By the way, I have a program called "dedupe" that's explicitly designed to remove redundant scaffolds (both exact duplicates, containments, and optionally inexact containments down to some minimum percent identity) from assemblies, and we run it routinely. Why? Well... in a metagenome, for example, they don't add any useful information. And usually (with some of our protocols), such things are assembly artifacts. I don't know why your assembly is 3-4x your target size, but if it was around double, I would have suggested you simply remove all duplicates on the assumption they are caused by the ploidy.

Brian - thanks for your insightful response. I'll go ahead and try generating a kmer plot.

Your comment brings up a point that I am still a bit stuck on - that being what to call "duplicate." I was speaking with a genomics person at my institution whose opinion was that any large scaffold (6-14kb) that had >95% identity with another scaffold was probably a product of heterozygousity and to throw out these scaffolds.

On the flip side of that coin anything <95% identity he thought could be a potential paralog and should be retained.

I guess I am curious since it sounds like you do this type of filtering a lot if these percentages sound good to you.

95% sounds pretty low; I think we normally we use a cutoff of around 99% (depending on this situation; other times we use 100%). For example, in transcriptome assembly, I think our cutoff is 99% identity and the shorter contig must be at least 80% of the length of the longer one to be discarded. But I don't know why those numbers were chosen or if they're optimal.

For genomes, it depends on the organism - humans have a SNP rate of around 1/1000, while some fungi can have a rate of over 1/50. I think one we sequenced even had a rate of 1/22. So, you could look at the heterozygosity of related organisms and establish your cutoff that way; if relatives tend to have chromosomes with 99.5% identity to each other, then tossing things with only 95% identity may not be wise.

And as I mentioned, heterozygosity explains an assembly 2x the size you expected, but not 4x, so it's still a little mysterious.

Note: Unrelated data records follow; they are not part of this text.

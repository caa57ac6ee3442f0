//! Host event types delivered to the edit-history plugin.
//!
//! The host calls in one event at a time on its control thread. Events carry
//! only the document handle; handlers re-query cursor state themselves.

use std::fmt;
use std::str::FromStr;

use thiserror::Error;

/// Stable handle for an open document, valid from open until close.
#[derive(Debug, Clone, Copy, PartialEq, Eq, Hash, PartialOrd, Ord)]
pub struct DocumentId(pub u64);

impl fmt::Display for DocumentId {
    fn fmt(&self, f: &mut fmt::Formatter<'_>) -> fmt::Result {
        write!(f, "doc#{}", self.0)
    }
}

/// Top-level event enum consumed by the plugin dispatcher.
#[derive(Debug, Clone, Copy, PartialEq, Eq)]
pub enum HostEvent {
    /// Content of the document changed.
    Modified(DocumentId),
    /// Cursor or selection of the document changed.
    SelectionModified(DocumentId),
    /// Document closed; its handle is invalid afterwards.
    Closed(DocumentId),
    /// User command aimed at the active document.
    Command(CommandEvent),
}

impl HostEvent {
    /// Document the event targets, if it names one directly.
    pub fn document(&self) -> Option<DocumentId> {
        match self {
            HostEvent::Modified(id) | HostEvent::SelectionModified(id) | HostEvent::Closed(id) => {
                Some(*id)
            }
            HostEvent::Command(_) => None,
        }
    }
}

/// User-facing commands registered with the host.
#[derive(Debug, Clone, Copy, PartialEq, Eq, Hash)]
pub enum CommandEvent {
    ClearHistory,
    PreviousEdit,
    NextEdit,
}

impl CommandEvent {
    pub const ALL: [CommandEvent; 3] = [
        CommandEvent::ClearHistory,
        CommandEvent::PreviousEdit,
        CommandEvent::NextEdit,
    ];

    /// Name the host registers the command under.
    pub const fn name(&self) -> &'static str {
        match self {
            CommandEvent::ClearHistory => "clear-history",
            CommandEvent::PreviousEdit => "previous-edit",
            CommandEvent::NextEdit => "next-edit",
        }
    }
}

impl fmt::Display for CommandEvent {
    fn fmt(&self, f: &mut fmt::Formatter<'_>) -> fmt::Result {
        f.write_str(self.name())
    }
}

#[derive(Debug, Clone, PartialEq, Eq, Error)]
#[error("unknown command: {0}")]
pub struct UnknownCommand(pub String);

impl FromStr for CommandEvent {
    type Err = UnknownCommand;

    fn from_str(s: &str) -> Result<Self, Self::Err> {
        let name = s.trim();
        CommandEvent::ALL
            .into_iter()
            .find(|c| c.name() == name)
            .ok_or_else(|| UnknownCommand(name.to_string()))
    }
}
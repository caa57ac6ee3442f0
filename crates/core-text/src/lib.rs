//! Rope-based text buffer abstraction.
//!
//! Offsets handed across crate boundaries are character offsets into the
//! rope. `Position` (line, byte) is the human-facing form used for cursor
//! reporting; conversions clamp out-of-range input instead of panicking.

use anyhow::Result;
use ropey::Rope;
use std::ops::Range;

pub mod marker;

pub use marker::{MarkerId, MarkerStore, MarkerTable};

/// A text buffer backed by a `ropey::Rope`.
#[derive(Clone)]
pub struct Buffer {
    rope: Rope,
    pub name: String,
}

/// A position inside a buffer expressed as (line index, byte offset within that line).
#[derive(Debug, Clone, Copy, PartialEq, Eq)]
pub struct Position {
    pub line: usize,
    pub byte: usize,
}

impl Position {
    pub fn new(line: usize, byte: usize) -> Self {
        Self { line, byte }
    }
    pub fn origin() -> Self {
        Self { line: 0, byte: 0 }
    }
    pub fn clamp_to<F>(&mut self, line_count: usize, mut line_len_fn: F)
    where
        F: FnMut(usize) -> usize,
    {
        if line_count == 0 {
            self.line = 0;
            self.byte = 0;
            return;
        }
        if self.line >= line_count {
            self.line = line_count - 1;
        }
        let max_len = line_len_fn(self.line);
        if self.byte > max_len {
            self.byte = max_len;
        }
    }
}

impl Buffer {
    /// Construct a buffer from an in-memory string slice.
    pub fn from_str(name: impl Into<String>, content: &str) -> Result<Self> {
        Ok(Self {
            rope: Rope::from_str(content),
            name: name.into(),
        })
    }

    /// Total number of lines in the buffer.
    pub fn line_count(&self) -> usize {
        self.rope.len_lines()
    }

    /// Return the requested line as an owned `String` (including trailing newline if present).
    pub fn line(&self, idx: usize) -> Option<String> {
        if idx < self.rope.len_lines() {
            Some(self.rope.line(idx).to_string())
        } else {
            None
        }
    }

    /// Byte length of a line (excluding any newline) for clamping purposes.
    pub fn line_byte_len(&self, idx: usize) -> usize {
        if idx >= self.rope.len_lines() {
            return 0;
        }
        let line = self.rope.line(idx);
        let len = line.len_bytes();
        if len > 0 && line.char(line.len_chars() - 1) == '\n' {
            len - 1
        } else {
            len
        }
    }

    /// Total number of characters; also the largest valid offset.
    pub fn len_chars(&self) -> usize {
        self.rope.len_chars()
    }

    pub fn text(&self) -> String {
        self.rope.to_string()
    }

    pub fn clamp_offset(&self, offset: usize) -> usize {
        offset.min(self.rope.len_chars())
    }

    /// Zero-based line containing `offset` (clamped to the end of the buffer).
    pub fn line_of(&self, offset: usize) -> usize {
        self.rope.char_to_line(self.clamp_offset(offset))
    }

    /// Convert a character offset into a (line, byte) position.
    pub fn position_of(&self, offset: usize) -> Position {
        let offset = self.clamp_offset(offset);
        let line = self.rope.char_to_line(offset);
        let line_start_byte = self.rope.char_to_byte(self.rope.line_to_char(line));
        Position {
            line,
            byte: self.rope.char_to_byte(offset) - line_start_byte,
        }
    }

    /// Convert a (line, byte) position into a character offset. Out-of-range
    /// lines and bytes clamp to the nearest valid location.
    pub fn offset_of(&self, pos: Position) -> usize {
        let mut pos = pos;
        pos.clamp_to(self.line_count(), |l| self.line_byte_len(l));
        let line_start_byte = self.rope.char_to_byte(self.rope.line_to_char(pos.line));
        // byte_to_char rounds down into the containing char for mid-char bytes.
        self.rope.byte_to_char(line_start_byte + pos.byte)
    }

    /// Insert `text` at character `offset` (clamped). Returns the number of
    /// characters inserted.
    pub fn insert(&mut self, offset: usize, text: &str) -> usize {
        let at = self.clamp_offset(offset);
        self.rope.insert(at, text);
        text.chars().count()
    }

    /// Remove the character range `[start,end)` (clamped) and return the removed text.
    pub fn remove(&mut self, range: Range<usize>) -> String {
        let start = self.clamp_offset(range.start);
        let end = self.clamp_offset(range.end);
        if start >= end {
            return String::new();
        }
        let removed = self.rope.slice(start..end).to_string();
        self.rope.remove(start..end);
        removed
    }
}
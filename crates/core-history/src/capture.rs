//! Line-proximity throttling for edit capture.
//!
//! Only line distance counts. Column and the kind of edit (insert vs delete)
//! are ignored.

use tracing::{debug, trace};

use crate::{EditView, History};

/// Lines an edit must move away from the last recorded location before it
/// is recorded as a new history entry.
pub const DEFAULT_LINE_THRESHOLD: usize = 5;

#[derive(Debug, Clone, Copy, PartialEq, Eq)]
pub struct CapturePolicy {
    line_threshold: usize,
}

impl Default for CapturePolicy {
    fn default() -> Self {
        Self::new(DEFAULT_LINE_THRESHOLD)
    }
}

impl CapturePolicy {
    pub const fn new(line_threshold: usize) -> Self {
        Self { line_threshold }
    }

    pub const fn line_threshold(&self) -> usize {
        self.line_threshold
    }

    /// True when `edit_line` is strictly more than the threshold away from
    /// `last_line`. No last line means no history yet, which always records.
    pub fn should_record(&self, edit_line: usize, last_line: Option<usize>) -> bool {
        match last_line {
            None => true,
            Some(last) => edit_line.abs_diff(last) > self.line_threshold,
        }
    }

    /// Record `edit_point` in `history` if it is far enough from the current
    /// entry. Returns whether an entry was added.
    pub fn capture<V: EditView + ?Sized>(
        &self,
        history: &mut History,
        view: &mut V,
        edit_point: usize,
    ) -> bool {
        let edit_line = view.line_of(edit_point);
        let last_line = history.previous(&*view).map(|p| view.line_of(p));
        if !self.should_record(edit_line, last_line) {
            trace!(
                target: "history.capture",
                edit_line,
                last_line,
                threshold = self.line_threshold,
                "edit_within_proximity"
            );
            return false;
        }
        history.add(view, edit_point);
        debug!(
            target: "history.capture",
            edit_line,
            last_line,
            entries = history.previous_count(),
            "edit_recorded"
        );
        true
    }
}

Another thing you might consider - sometimes chromosomes get duplicated, and then the two copies evolve into different chromosomes. But for a while, the two copies will be very similar. So you could, for example, have an organism with 5 chromosomes, 2 of which are near-identical because the duplication was recent. That's another thing you may be able to check by looking at related species, and the numbers of chromosomes they have.